* _Exercise details_
Could you print every record below exactly as written?

* _Saved entries_

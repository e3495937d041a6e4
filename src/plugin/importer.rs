//! Manifest-backed module importer
//!
//! An entry module is a YAML document. Evaluating it yields the plugin the
//! module exports:
//!
//! ```yaml
//! plugin:
//!   id: system-logger
//!   name: System Logger
//!   description: Structured logging for the host
//!   capabilities: [logging]
//!   config:
//!     level: info
//! ```
//!
//! Every field is optional. A module without a `plugin` section (including
//! an empty file) exports a plugin identified by its package name.

use async_trait::async_trait;
use serde::{Deserialize, Serialize};
use std::collections::HashMap;
use std::sync::{Arc, OnceLock};
use tokio::sync::Mutex;
use tracing::debug;

use plugin_loader_api::{
    is_valid_plugin_id, ImportError, LoadedModule, ModuleImporter, ModuleSpec, PluginDescriptor,
    QualifiedName,
};

/// Entry module document
#[derive(Debug, Clone, Default, Serialize, Deserialize)]
#[serde(deny_unknown_fields)]
pub struct ModuleManifest {
    /// Exported plugin
    #[serde(default)]
    pub plugin: Option<PluginExport>,
}

/// The `plugin` section of an entry module
#[derive(Debug, Clone, Default, Serialize, Deserialize)]
#[serde(deny_unknown_fields)]
pub struct PluginExport {
    pub id: Option<String>,
    pub name: Option<String>,
    pub description: Option<String>,
    #[serde(default)]
    pub capabilities: Vec<String>,
    #[serde(default)]
    pub config: serde_yaml::Value,
}

impl ModuleManifest {
    /// Parse a module document; blank documents are empty modules
    pub fn parse(content: &str) -> Result<Self, serde_yaml::Error> {
        if content.trim().is_empty() {
            return Ok(Self::default());
        }
        serde_yaml::from_str(content)
    }

    /// Descriptor exported by the module named `name`
    pub fn descriptor(self, name: &QualifiedName) -> PluginDescriptor {
        let export = self.plugin.unwrap_or_default();
        let id = export.id.unwrap_or_else(|| name.package().to_string());

        PluginDescriptor {
            name: export.name.unwrap_or_else(|| id.clone()),
            id,
            description: export.description.unwrap_or_default(),
            capabilities: export.capabilities,
            config: export.config,
        }
    }
}

static GLOBAL_IMPORTER: OnceLock<Arc<ManifestImporter>> = OnceLock::new();

/// [`ModuleImporter`] evaluating YAML entry modules, cached per name
#[derive(Default)]
pub struct ManifestImporter {
    modules: Mutex<HashMap<QualifiedName, Arc<LoadedModule>>>,
}

impl ManifestImporter {
    /// Importer with its own module cache
    pub fn new() -> Self {
        Self::default()
    }

    /// The importer shared by the whole process, created on first use.
    ///
    /// Loaders built with [`PluginLoader::new`](crate::plugin::PluginLoader::new)
    /// import through it, so a module is evaluated once per process.
    pub fn global() -> Arc<ManifestImporter> {
        Arc::clone(GLOBAL_IMPORTER.get_or_init(|| Arc::new(ManifestImporter::new())))
    }

    async fn evaluate(&self, spec: &ModuleSpec) -> Result<LoadedModule, ImportError> {
        let content = match tokio::fs::read_to_string(&spec.origin).await {
            Ok(content) => content,
            Err(e) if e.kind() == std::io::ErrorKind::NotFound => {
                return Err(ImportError::NotFound {
                    name: spec.name.clone(),
                    origin: spec.origin.clone(),
                });
            }
            Err(e) => {
                return Err(ImportError::Initialization {
                    name: spec.name.clone(),
                    reason: e.to_string(),
                });
            }
        };

        let manifest = ModuleManifest::parse(&content).map_err(|e| ImportError::Initialization {
            name: spec.name.clone(),
            reason: e.to_string(),
        })?;

        let descriptor = manifest.descriptor(&spec.name);
        if !is_valid_plugin_id(&descriptor.id) {
            return Err(ImportError::Initialization {
                name: spec.name.clone(),
                reason: format!("invalid plugin id {:?}", descriptor.id),
            });
        }

        Ok(LoadedModule::new(spec, descriptor))
    }
}

#[async_trait]
impl ModuleImporter for ManifestImporter {
    async fn import_module(&self, spec: &ModuleSpec) -> Result<Arc<LoadedModule>, ImportError> {
        let mut modules = self.modules.lock().await;

        if let Some(module) = modules.get(&spec.name) {
            debug!("Module {} already imported", spec.name);
            return Ok(Arc::clone(module));
        }

        debug!("Importing module {} from {:?}", spec.name, spec.origin);
        let module = Arc::new(self.evaluate(spec).await?);
        modules.insert(spec.name.clone(), Arc::clone(&module));

        Ok(module)
    }
}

* _Expected output_
repository e3495937d041a6e4
filename src/plugin/importer.rs
//! Manifest-backed module importer
//!
//! An entry module is a YAML document. Evaluating it yields the plugin the
//! module exports:
//!
//! ```yaml
//! plugin:
//!   id: system-logger
//!   name: System Logger
//!   description: Structured logging for the host
//!   capabilities: [logging]
//!   config:
//!     level: info
//! ```
//!
//! Every field is optional. A module without a `plugin` section (including
//! an empty file) exports a plugin identified by its package name.

use async_trait::async_trait;
use serde::{Deserialize, Serialize};
use std::collections::HashMap;
use std::sync::{Arc, OnceLock};
use tokio::sync::Mutex;
use tracing::debug;

use plugin_loader_api::{
    is_valid_plugin_id, ImportError, LoadedModule, ModuleImporter, ModuleSpec, PluginDescriptor,
    QualifiedName,
};

/// Entry module document
#[derive(Debug, Clone, Default, Serialize, Deserialize)]
#[serde(deny_unknown_fields)]
pub struct ModuleManifest {
    /// Exported plugin
    #[serde(default)]
    pub plugin: Option<PluginExport>,
}

/// The `plugin` section of an entry module
#[derive(Debug, Clone, Default, Serialize, Deserialize)]
#[serde(deny_unknown_fields)]
pub struct PluginExport {
    pub id: Option<String>,
    pub name: Option<String>,
    pub description: Option<String>,
    #[serde(default)]
    pub capabilities: Vec<String>,
    #[serde(default)]
    pub config: serde_yaml::Value,
}

impl ModuleManifest {
    /// Parse a module document; blank documents are empty modules
    pub fn parse(content: &str) -> Result<Self, serde_yaml::Error> {
        if content.trim().is_empty() {
            return Ok(Self::default());
        }
        serde_yaml::from_str(content)
    }

    /// Descriptor exported by the module named `name`
    pub fn descriptor(self, name: &QualifiedName) -> PluginDescriptor {
        let export = self.plugin.unwrap_or_default();
        let id = export.id.unwrap_or_else(|| name.package().to_string());

        PluginDescriptor {
            name: export.name.unwrap_or_else(|| id.clone()),
            id,
            description: export.description.unwrap_or_default(),
            capabilities: export.capabilities,
            config: export.config,
        }
    }
}

static GLOBAL_IMPORTER: OnceLock<Arc<ManifestImporter>> = OnceLock::new();

/// [`ModuleImporter`] evaluating YAML entry modules, cached per name
#[derive(Default)]
pub struct ManifestImporter {
    modules: Mutex<HashMap<QualifiedName, Arc<LoadedModule>>>,
}

impl ManifestImporter {
    /// Importer with its own module cache
    pub fn new() -> Self {
        Self::default()
    }

    /// The importer shared by the whole process, created on first use.
    ///
    /// Loaders built with [`PluginLoader::new`](crate::plugin::PluginLoader::new)
    /// import through it, so a module is evaluated once per process.
    pub fn global() -> Arc<ManifestImporter> {
        Arc::clone(GLOBAL_IMPORTER.get_or_init(|| Arc::new(ManifestImporter::new())))
    }

    async fn evaluate(&self, spec: &ModuleSpec) -> Result<LoadedModule, ImportError> {
        let content = match tokio::fs::read_to_string(&spec.origin).await {
            Ok(content) => content,
            Err(e) if e.kind() == std::io::ErrorKind::NotFound => {
                return Err(ImportError::NotFound {
                    name: spec.name.clone(),
                    origin: spec.origin.clone(),
                });
            }
            Err(e) => {
                return Err(ImportError::Initialization {
                    name: spec.name.clone(),
                    reason: e.to_string(),
                });
            }
        };

        let manifest = ModuleManifest::parse(&content).map_err(|e| ImportError::Initialization {
            name: spec.name.clone(),
            reason: e.to_string(),
        })?;

        let descriptor = manifest.descriptor(&spec.name);
        if !is_valid_plugin_id(&descriptor.id) {
            return Err(ImportError::Initialization {
                name: spec.name.clone(),
                reason: format!("invalid plugin id {:?}", descriptor.id),
            });
        }

        Ok(LoadedModule::new(spec, descriptor))
    }
}

#[async_trait]
impl ModuleImporter for ManifestImporter {
    async fn import_module(&self, spec: &ModuleSpec) -> Result<Arc<LoadedModule>, ImportError> {
        let mut modules = self.modules.lock().await;

        if let Some(module) = modules.get(&spec.name) {
            debug!("Module {} already imported", spec.name);
            return Ok(Arc::clone(module));
        }

        debug!("Importing module {} from {:?}", spec.name, spec.origin);
        let module = Arc::new(self.evaluate(spec).await?);
        modules.insert(spec.name.clone(), Arc::clone(&module));

        Ok(module)
    }
}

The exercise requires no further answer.